Po skomplikowanej operacji z Gerrodem Hendersonem i sąsiedzkiej wizycie Andrzeja Pluty seniora, tym razem logistyka będzie prosta. Kamil Łączyński jest na miejscu, jako aktualny zawodnik klubu z Włocławka. 

W związku z tym, że nadal nie wiemy czy kontuzjowany obecnie Kamil wystąpi w piątkowym starciu, czy jednak nie, uhonorowanie gracza nastąpi – w zależności od sytuacji – przed meczem lub w przerwie – podaje Anwil tajemniczo. Pewne jest, że po zakończeniu spotkania, Kamil Łączyński pojawi się w Fan Corner, aby podpisać pamiątkowe karty i inne gadżety. 

„Łączka” po raz pierwszy pojawił się we Włocławku w 2015 roku i bronił barw Anwilu do sezonu 2018/2019 włącznie. Następnie przez dwa lata grał w innych klubach, ale latem 2021 roku drogi klubu i zawodnika spotkały się ponownie. Grając dla Anwilu Włocławek, Kamil Łączyński wywalczył: dwa mistrzostwa Polski (2018, 2019), Superpuchar (2017), brązowy medal (2022), mistrzostwo ENBL (2022).

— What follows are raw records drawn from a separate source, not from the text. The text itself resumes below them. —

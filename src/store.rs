//! Data access for polls and their choices.
//!
//! [`PollStore`] is the only way handlers reach persisted data. Two backends
//! implement it: [`crate::db::PgStore`] for Postgres and [`MemoryStore`] for
//! tests and database-less runs.

use std::collections::BTreeMap;

use async_trait::async_trait;
use chrono::{DateTime, Utc};
use thiserror::Error;
use tokio::sync::RwLock;
use tracing::instrument;

use crate::models::{Choice, ChoiceId, NewChoice, NewPoll, Poll, PollId};

/// Number of polls shown on the index page.
pub const LATEST_POLL_LIMIT: usize = 5;

pub type StoreResult<T> = core::result::Result<T, StoreError>;

#[derive(Debug, Error)]
pub enum StoreError {
    #[error("record not found")]
    NotFound,

    #[error("invalid record: {0}")]
    Invalid(String),

    #[error(transparent)]
    Database(#[from] sqlx::Error),
}

#[async_trait]
pub trait PollStore: Send + Sync {
    /// Most recent polls with `pub_date <= now`, newest first, at most
    /// [`LATEST_POLL_LIMIT`].
    async fn list_published(&self, now: DateTime<Utc>) -> StoreResult<Vec<Poll>>;

    /// The poll with `id`, treated as missing while its `pub_date` is ahead of `now`.
    async fn get_visible(&self, id: PollId, now: DateTime<Utc>) -> StoreResult<Poll>;

    /// The poll with `id`, whatever its publish date.
    async fn get(&self, id: PollId) -> StoreResult<Poll>;

    /// Choices created under `poll_id`, in id order.
    async fn choices(&self, poll_id: PollId) -> StoreResult<Vec<Choice>>;

    /// Adds one vote to `choice_id` if it belongs to `poll_id`.
    ///
    /// Returns `None` without touching anything when the pair does not match.
    /// The increment must be applied by the backend in one step.
    async fn increment_votes(
        &self,
        poll_id: PollId,
        choice_id: ChoiceId,
    ) -> StoreResult<Option<Choice>>;

    async fn create_poll(&self, poll: NewPoll) -> StoreResult<Poll>;

    /// Fails with [`StoreError::NotFound`] when `poll_id` does not exist.
    async fn create_choice(&self, poll_id: PollId, choice: NewChoice) -> StoreResult<Choice>;
}

#[derive(Debug, Default)]
struct Tables {
    polls: BTreeMap<PollId, Poll>,
    choices: BTreeMap<ChoiceId, Choice>,
    last_poll_id: PollId,
    last_choice_id: ChoiceId,
}

/// Process-local store. Data lives as long as the value does.
#[derive(Debug, Default)]
pub struct MemoryStore {
    tables: RwLock<Tables>,
}

impl MemoryStore {
    pub fn new() -> Self {
        Self::default()
    }
}

#[async_trait]
impl PollStore for MemoryStore {
    #[instrument(skip(self))]
    async fn list_published(&self, now: DateTime<Utc>) -> StoreResult<Vec<Poll>> {
        let tables = self.tables.read().await;
        let mut polls: Vec<Poll> = tables
            .polls
            .values()
            .filter(|p| p.is_published(now))
            .cloned()
            .collect();

        // ties keep the newest id first, matching the SQL ordering
        polls.sort_by(|a, b| b.pub_date.cmp(&a.pub_date).then(b.id.cmp(&a.id)));
        polls.truncate(LATEST_POLL_LIMIT);
        Ok(polls)
    }

    #[instrument(skip(self))]
    async fn get_visible(&self, id: PollId, now: DateTime<Utc>) -> StoreResult<Poll> {
        let poll = self.get(id).await?;
        if poll.is_published(now) {
            Ok(poll)
        } else {
            Err(StoreError::NotFound)
        }
    }

    #[instrument(skip(self))]
    async fn get(&self, id: PollId) -> StoreResult<Poll> {
        self.tables
            .read()
            .await
            .polls
            .get(&id)
            .cloned()
            .ok_or(StoreError::NotFound)
    }

    #[instrument(skip(self))]
    async fn choices(&self, poll_id: PollId) -> StoreResult<Vec<Choice>> {
        Ok(self
            .tables
            .read()
            .await
            .choices
            .values()
            .filter(|c| c.poll_id == poll_id)
            .cloned()
            .collect())
    }

    #[instrument(skip(self))]
    async fn increment_votes(
        &self,
        poll_id: PollId,
        choice_id: ChoiceId,
    ) -> StoreResult<Option<Choice>> {
        let mut tables = self.tables.write().await;
        match tables.choices.get_mut(&choice_id) {
            Some(choice) if choice.poll_id == poll_id => {
                choice.votes = choice.votes.checked_add(1).ok_or_else(|| {
                    StoreError::Invalid(format!("vote count of choice {choice_id} is at its limit"))
                })?;
                Ok(Some(choice.clone()))
            }
            _ => Ok(None),
        }
    }

    #[instrument(skip(self))]
    async fn create_poll(&self, poll: NewPoll) -> StoreResult<Poll> {
        poll.validate().map_err(StoreError::Invalid)?;

        let mut tables = self.tables.write().await;
        tables.last_poll_id += 1;
        let created = Poll {
            id: tables.last_poll_id,
            question: poll.question,
            pub_date: poll.pub_date,
        };
        tables.polls.insert(created.id, created.clone());
        Ok(created)
    }

    #[instrument(skip(self))]
    async fn create_choice(&self, poll_id: PollId, choice: NewChoice) -> StoreResult<Choice> {
        choice.validate().map_err(StoreError::Invalid)?;

        let mut tables = self.tables.write().await;
        if !tables.polls.contains_key(&poll_id) {
            return Err(StoreError::NotFound);
        }

        tables.last_choice_id += 1;
        let created = Choice {
            id: tables.last_choice_id,
            poll_id,
            choice_text: choice.choice_text,
            votes: 0,
        };
        tables.choices.insert(created.id, created.clone());
        Ok(created)
    }
}

#[cfg(test)]
mod tests {
    use std::sync::Arc;

    use chrono::Duration;

    use super::*;

    async fn poll_at(store: &MemoryStore, question: &str, pub_date: DateTime<Utc>) -> Poll {
        store
            .create_poll(NewPoll {
                question: question.into(),
                pub_date,
            })
            .await
            .unwrap()
    }

    async fn choice(store: &MemoryStore, poll_id: PollId, text: &str) -> Choice {
        store
            .create_choice(poll_id, NewChoice { choice_text: text.into() })
            .await
            .unwrap()
    }

    #[tokio::test]
    async fn list_published_is_empty_without_polls() {
        let store = MemoryStore::new();
        assert!(store.list_published(Utc::now()).await.unwrap().is_empty());
    }

    #[tokio::test]
    async fn list_published_orders_limits_and_hides_future() {
        let store = MemoryStore::new();
        let now = Utc::now();

        for days in 1..=7 {
            poll_at(&store, &format!("past {days}"), now - Duration::days(days)).await;
        }
        poll_at(&store, "future", now + Duration::days(1)).await;

        let listed = store.list_published(now).await.unwrap();
        let questions: Vec<&str> = listed.iter().map(|p| p.question.as_str()).collect();
        assert_eq!(questions, ["past 1", "past 2", "past 3", "past 4", "past 5"]);
        assert!(listed.windows(2).all(|w| w[0].pub_date >= w[1].pub_date));
    }

    #[tokio::test]
    async fn poll_dated_exactly_now_is_published() {
        let store = MemoryStore::new();
        let now = Utc::now();
        let poll = poll_at(&store, "right now", now).await;

        assert_eq!(store.list_published(now).await.unwrap(), vec![poll.clone()]);
        assert_eq!(store.get_visible(poll.id, now).await.unwrap(), poll);
    }

    #[tokio::test]
    async fn future_poll_hidden_from_get_visible_only() {
        let store = MemoryStore::new();
        let now = Utc::now();
        let poll = poll_at(&store, "later", now + Duration::days(5)).await;

        assert!(matches!(
            store.get_visible(poll.id, now).await,
            Err(StoreError::NotFound)
        ));
        assert_eq!(store.get(poll.id).await.unwrap(), poll);
    }

    #[tokio::test]
    async fn unknown_poll_is_not_found() {
        let store = MemoryStore::new();
        assert!(matches!(store.get(42).await, Err(StoreError::NotFound)));
        assert!(matches!(
            store.get_visible(42, Utc::now()).await,
            Err(StoreError::NotFound)
        ));
    }

    #[tokio::test]
    async fn choices_stay_with_their_poll() {
        let store = MemoryStore::new();
        let now = Utc::now();
        let first = poll_at(&store, "first", now).await;
        let second = poll_at(&store, "second", now).await;

        let red = choice(&store, first.id, "Red").await;
        let _other = choice(&store, second.id, "Other").await;
        let blue = choice(&store, first.id, "Blue").await;

        assert_eq!(store.choices(first.id).await.unwrap(), vec![red, blue]);
        assert!(store.choices(99).await.unwrap().is_empty());
    }

    #[tokio::test]
    async fn create_choice_requires_existing_poll() {
        let store = MemoryStore::new();
        let result = store
            .create_choice(7, NewChoice { choice_text: "orphan".into() })
            .await;
        assert!(matches!(result, Err(StoreError::NotFound)));
    }

    #[tokio::test]
    async fn create_rejects_blank_text() {
        let store = MemoryStore::new();
        let result = store
            .create_poll(NewPoll {
                question: "".into(),
                pub_date: Utc::now(),
            })
            .await;
        assert!(matches!(result, Err(StoreError::Invalid(_))));
    }

    #[tokio::test]
    async fn increment_checks_ownership() {
        let store = MemoryStore::new();
        let now = Utc::now();
        let first = poll_at(&store, "first", now).await;
        let second = poll_at(&store, "second", now).await;
        let red = choice(&store, first.id, "Red").await;

        assert!(store.increment_votes(second.id, red.id).await.unwrap().is_none());
        assert!(store.increment_votes(first.id, 999).await.unwrap().is_none());

        let bumped = store.increment_votes(first.id, red.id).await.unwrap().unwrap();
        assert_eq!(bumped.votes, 1);
    }

    #[tokio::test]
    async fn increment_at_limit_fails_without_change() {
        let store = MemoryStore::new();
        let poll = poll_at(&store, "popular", Utc::now()).await;
        let red = choice(&store, poll.id, "Red").await;
        store.tables.write().await.choices.get_mut(&red.id).unwrap().votes = i32::MAX;

        let result = store.increment_votes(poll.id, red.id).await;
        assert!(matches!(result, Err(StoreError::Invalid(_))));
        assert_eq!(store.choices(poll.id).await.unwrap()[0].votes, i32::MAX);
    }

    #[tokio::test]
    async fn concurrent_increments_are_not_lost() {
        let store = Arc::new(MemoryStore::new());
        let poll = poll_at(&store, "busy", Utc::now()).await;
        let red = choice(&store, poll.id, "Red").await;
        let (poll_id, choice_id) = (poll.id, red.id);

        let tasks: Vec<_> = (0..50)
            .map(|_| {
                let store = store.clone();
                tokio::spawn(async move { store.increment_votes(poll_id, choice_id).await })
            })
            .collect();
        for task in tasks {
            task.await.unwrap().unwrap();
        }

        assert_eq!(store.choices(poll.id).await.unwrap()[0].votes, 50);
    }
}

Pierwsze spotkania z członkami „Drużyny 30-lecia” wypadły okazale. Gerrod Henderson zrobił prawdziwą furorę na trybunach i w kuluarach, pozwolił kibicom przypomnieć sobie klimaty, jakie wokół Anwilu panowały kilkanaście lat temu. Z kolei Andrzej Pluta senior pokazał, że wciąż jest w formie, jakiej pozazdrościłby mu niejeden obecny zawodnik.

Zobaczcie zresztą sami!

Akcja honorowania najbardziej zasłużonych zawodników w historii Anwilu się rozwija. Organizatorom zależy nie tylko na docenieniu ważnych dla klubu postaci, ale też na wyjściu z kolejnymi atrakcjami do kibiców. Do poszczególnych spotkań przygotowywane są gadżety – furorę zrobił choćby żartobliwy bidon, wręczony ukaranemu przed laty za doping Hendersonowi.

Własny kawałek podłogi

Każdy kto był na meczach Anwilu, słyszał w Hali Mistrzów utwór Mr Zoob „Mój jest ten kawałek podłogi”.  I tak oto kawałek podłogi Anwilu może wylądować u kibiców na ścianie…. Dziwne? Przy okazji akcji “ESENcja drużyny 30-lecia”  klub wydał dla fanów Jubileuszowe Kolekcjonerskie Karty z zawodnikami drużyny marzeń, w limitowanej serii 300 sztuk.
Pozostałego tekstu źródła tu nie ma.